Assignment —
Every line with "super" in it should be copied from the data.

Stored items from a collection:
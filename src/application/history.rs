// History loader: bulk range loads with gap data reconciliation
use super::admission::{self, AdmissionPolicy, RangeJoiner};
use super::chart::SharedChart;
use super::error_reporter::ErrorReporter;
use super::events::{EventBus, TrendEvent};
use super::sample_source::{QueryOutcome, ScopeSource};
use crate::domain::error::{TrendError, TrendResult};
use crate::domain::point::{Point, Timestamp};
use crate::domain::sample::high_value_key;
use crate::domain::series::{SeriesBuffer, SeriesId};
use crate::domain::viewport::ViewportWindow;
use std::sync::atomic::{AtomicBool, Ordering};
use std::sync::Arc;

#[derive(Debug, Clone, PartialEq)]
pub struct LoadRequest {
    /// Series to load; `None` loads every visible series.
    pub series: Option<Vec<SeriesId>>,
    /// Window shown while and after loading.
    pub window: ViewportWindow,
    /// Upper bound of the query, at or after `window.until`.
    pub query_until: Timestamp,
    /// Keep live points newer than the fetched data (live mode is running).
    pub keep_live_tail: bool,
}

impl LoadRequest {
    pub fn window(window: ViewportWindow) -> Self {
        Self {
            series: None,
            window,
            query_until: window.until,
            keep_live_tail: false,
        }
    }
}

#[derive(Debug, Clone, Default, PartialEq)]
pub struct LoadReport {
    pub loaded: Vec<SeriesId>,
    pub failed: Vec<SeriesId>,
    pub error: Option<TrendError>,
}

pub struct HistoryLoader {
    chart: SharedChart,
    source: Arc<ScopeSource>,
    events: Arc<EventBus>,
    reporter: Arc<ErrorReporter>,
    cache_cut_ms: i64,
    loading: AtomicBool,
}

/// Clears the in-progress flag when the load ends, including when the
/// load future is dropped half way.
struct LoadGuard<'a>(&'a AtomicBool);

impl Drop for LoadGuard<'_> {
    fn drop(&mut self) {
        self.0.store(false, Ordering::Release);
    }
}

impl HistoryLoader {
    pub fn new(
        chart: SharedChart,
        source: Arc<ScopeSource>,
        events: Arc<EventBus>,
        reporter: Arc<ErrorReporter>,
        cache_cut_ms: i64,
    ) -> Self {
        Self {
            chart,
            source,
            events,
            reporter,
            cache_cut_ms,
            loading: AtomicBool::new(false),
        }
    }

    pub fn is_loading(&self) -> bool {
        self.loading.load(Ordering::Acquire)
    }

    /// Loads `request.window` into the selected series. Only one load runs at
    /// a time; a concurrent call fails with `LoadInProgress` and is not
    /// queued. Series whose group failed keep their previous points.
    pub async fn load(&self, request: LoadRequest) -> TrendResult<LoadReport> {
        let window = request.window;
        if window.from >= window.until || request.query_until < window.until {
            return Err(TrendError::Configuration(format!(
                "invalid history window {}..{}",
                window.from, window.until
            )));
        }

        if self.loading.swap(true, Ordering::AcqRel) {
            tracing::warn!("history load rejected, another load is in progress");
            return Err(TrendError::LoadInProgress);
        }
        let _guard = LoadGuard(&self.loading);

        let (ids, channels) = {
            let mut chart = self.chart.lock();
            chart.set_viewport(window);
            chart.set_admission_floor(Some(window.from - self.cache_cut_ms));

            let channels = chart.channel_map(request.series.as_deref(), false);
            let ids: Vec<SeriesId> = chart
                .series_ids()
                .into_iter()
                .filter(|id| channels.contains_key(id))
                .collect();
            for id in &ids {
                if let Some(series) = chart.series_mut(id) {
                    series.buffer.history_loading = true;
                }
            }
            (ids, channels)
        };

        tracing::info!(
            from = window.from,
            until = request.query_until,
            series = ids.len(),
            "loading history"
        );
        self.events.emit(TrendEvent::HistoryLoading { series: ids.clone() });

        let outcome = self
            .source
            .query(&channels, window.from, request.query_until)
            .await;

        let report = self.apply(&ids, outcome, request.keep_live_tail);

        tracing::info!(
            loaded = report.loaded.len(),
            failed = report.failed.len(),
            "history loaded"
        );
        self.events.emit(TrendEvent::HistoryReady {
            series: report.loaded.clone(),
            failed: report.failed.clone(),
        });
        if let Some(error) = &report.error {
            self.reporter.report(error);
        }
        Ok(report)
    }

    fn apply(&self, ids: &[SeriesId], outcome: QueryOutcome, keep_live_tail: bool) -> LoadReport {
        let QueryOutcome { batch, failed, error } = outcome;
        let mut report = LoadReport {
            error,
            ..Default::default()
        };

        let mut chart = self.chart.lock();
        for id in ids {
            let Some(series) = chart.series_mut(id) else {
                continue;
            };
            series.buffer.history_loading = false;
            let side_queue = std::mem::take(&mut series.buffer.side_queue);
            let policy = AdmissionPolicy {
                floor: None,
                is_range: series.kind.is_range(),
            };

            if failed.contains(id) || failed.contains(&high_value_key(id)) {
                admission::admit(&mut series.buffer, side_queue, &policy);
                report.failed.push(id.clone());
            } else {
                let low = batch.channels.get(id).map(Vec::as_slice).unwrap_or_default();
                let fetched: Vec<Point> = if series.kind.is_range() {
                    let high = batch
                        .channels
                        .get(&high_value_key(id))
                        .map(Vec::as_slice)
                        .unwrap_or_default();
                    RangeJoiner::default().join(low, high)
                } else {
                    low.iter().map(|s| Point::new(s.t, s.v)).collect()
                };

                let mut fresh = SeriesBuffer::default();
                admission::admit(&mut fresh, fetched, &policy);
                if keep_live_tail {
                    let tail = gap_data(&series.buffer, fresh.last_timestamp());
                    admission::admit(&mut fresh, tail, &policy);
                }
                admission::admit(&mut fresh, side_queue, &policy);

                tracing::debug!(series = %id, points = fresh.len(), "history buffer replaced");
                series.buffer = fresh;
                report.loaded.push(id.clone());
            }
        }

        chart.apply_non_stop_points();
        for id in ids {
            chart.publish(id);
        }
        chart.reset_autoscale();
        chart.apply_autoscale();
        chart.redraw();
        report
    }
}

/// Live points of the pre-load buffer newer than the freshly fetched data.
/// A trailing gap is dropped so the joined line does not break at its end.
fn gap_data(buffer: &SeriesBuffer, fetched_until: Option<Timestamp>) -> Vec<Point> {
    let mut tail: Vec<Point> = buffer
        .points()
        .iter()
        .filter(|p| fetched_until.is_none_or(|t| p.x > t))
        .copied()
        .collect();
    if tail.last().is_some_and(|p| p.y.is_none()) {
        tail.pop();
    }
    tail
}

Response to the exercise —
use super::admission::{self, AdmissionPolicy, RangeJoiner};
use super::chart::SharedChart;
use super::error_reporter::ErrorReporter;
use super::events::{EventBus, TrendEvent};
use super::sample_source::{QueryOutcome, ScopeSource};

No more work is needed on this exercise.